During the 2003–04 English football season, Brentford competed in Football League Second Division. After mid-season spell of one win in 18 matches and relegation looking definite, manager Wally Downes was sacked in mid-March 2004. Martin Allen took over and immediately turned things around, pulling off "The Great Escape" to secure safety on the final day of the season.

Season summary

Cash-strapped Brentford began the 2003–04 season with a threadbare squad, depleted through injuries and propped up with youngsters, with manager Wally Downes admitting that the club's "immediate goal is keeping ourselves afloat for a period that shows the bank we can manage ourselves". Five defeats in the opening six games left the club second-from-bottom, before the integration of loanees Ben May, Tommy Wright and Joel Kitamirike yielded an improvement in form in September, going unbeaten and winning three of five matches.

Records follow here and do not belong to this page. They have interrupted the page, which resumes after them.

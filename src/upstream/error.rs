//! Upstream error types with retry classification.
//!
//! Distinguishes between transient errors (the engine may retry) and permanent
//! errors (the task goes straight to `error`).

use std::time::Duration;

/// Error from a single upstream call.
#[derive(Debug, Clone, PartialEq, Eq)]
pub struct UpstreamError {
    /// The kind of error
    pub kind: UpstreamErrorKind,
    /// HTTP status code, if applicable
    pub status_code: Option<u16>,
    /// Error message
    pub message: String,
}

impl UpstreamError {
    pub fn timeout(elapsed: Duration) -> Self {
        Self {
            kind: UpstreamErrorKind::Timeout,
            status_code: None,
            message: format!("no response within {} ms", elapsed.as_millis()),
        }
    }

    pub fn network(message: impl Into<String>) -> Self {
        Self {
            kind: UpstreamErrorKind::Network,
            status_code: None,
            message: message.into(),
        }
    }

    /// Classify a non-success HTTP status.
    pub fn http(status_code: u16, message: impl Into<String>) -> Self {
        Self {
            kind: classify_http_status(status_code),
            status_code: Some(status_code),
            message: message.into(),
        }
    }

    pub fn malformed(message: impl Into<String>) -> Self {
        Self {
            kind: UpstreamErrorKind::Malformed,
            status_code: None,
            message: message.into(),
        }
    }

    pub fn is_transient(&self) -> bool {
        self.kind.is_transient()
    }

    /// Exponential backoff for retry `attempt` (0-based), capped at `max`.
    pub fn suggested_delay(&self, attempt: u32, base: Duration, max: Duration) -> Duration {
        let base = match self.kind {
            // Start higher for rate limits
            UpstreamErrorKind::RateLimited => base.saturating_mul(4),
            _ => base,
        };
        let multiplier = 2u32.saturating_pow(attempt);
        base.saturating_mul(multiplier).min(max)
    }
}

impl std::fmt::Display for UpstreamError {
    fn fmt(&self, f: &mut std::fmt::Formatter<'_>) -> std::fmt::Result {
        match self.status_code {
            Some(code) => write!(f, "{} (HTTP {}): {}", self.kind, code, self.message),
            None => write!(f, "{}: {}", self.kind, self.message),
        }
    }
}

impl std::error::Error for UpstreamError {}

/// Classification of upstream errors.
#[derive(Debug, Clone, Copy, PartialEq, Eq)]
pub enum UpstreamErrorKind {
    /// No answer within the configured bound - transient
    Timeout,
    /// Connection failed - transient
    Network,
    /// Rate limited (429) - transient, longer backoff
    RateLimited,
    /// 5xx - transient
    ServerError,
    /// Other 4xx - permanent
    ClientError,
    /// Response did not match the expected shape - permanent
    Malformed,
}

impl UpstreamErrorKind {
    pub fn is_transient(&self) -> bool {
        matches!(
            self,
            UpstreamErrorKind::Timeout
                | UpstreamErrorKind::Network
                | UpstreamErrorKind::RateLimited
                | UpstreamErrorKind::ServerError
        )
    }
}

impl std::fmt::Display for UpstreamErrorKind {
    fn fmt(&self, f: &mut std::fmt::Formatter<'_>) -> std::fmt::Result {
        match self {
            UpstreamErrorKind::Timeout => write!(f, "Upstream timeout"),
            UpstreamErrorKind::Network => write!(f, "Network error"),
            UpstreamErrorKind::RateLimited => write!(f, "Rate limited"),
            UpstreamErrorKind::ServerError => write!(f, "Upstream server error"),
            UpstreamErrorKind::ClientError => write!(f, "Upstream rejected request"),
            UpstreamErrorKind::Malformed => write!(f, "Malformed upstream response"),
        }
    }
}

/// Parse HTTP status code into error kind.
pub fn classify_http_status(status: u16) -> UpstreamErrorKind {
    match status {
        429 => UpstreamErrorKind::RateLimited,
        400..=499 => UpstreamErrorKind::ClientError,
        _ => UpstreamErrorKind::ServerError,
    }
}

In October, amidst speculation that former Brentford manager Steve Perryman would return to the club as director of football, manager Wally Downes was assured that his role would not be affected. Perryman eventually turned the offer down.

Despite a morale-boosting 7–1 FA Cup first round victory over Gainsborough Trinity and four wins from six matches in October and November lifting the Bees to mid-table, the rot soon set in. After the goalkeeping position weakened by the £500,000 sale of Paul Smith in January 2004 and with just one win from 19 matches in all competitions, Wally Downes was sacked after a 2–0 home defeat to Stockport County on 13 March 2004, which was Brentford's fifth consecutive defeat. Caretaker manager Garry Thompson took charge for the away match versus Blackpool on 16 March, with a 1–1 draw securing the first point won for a month.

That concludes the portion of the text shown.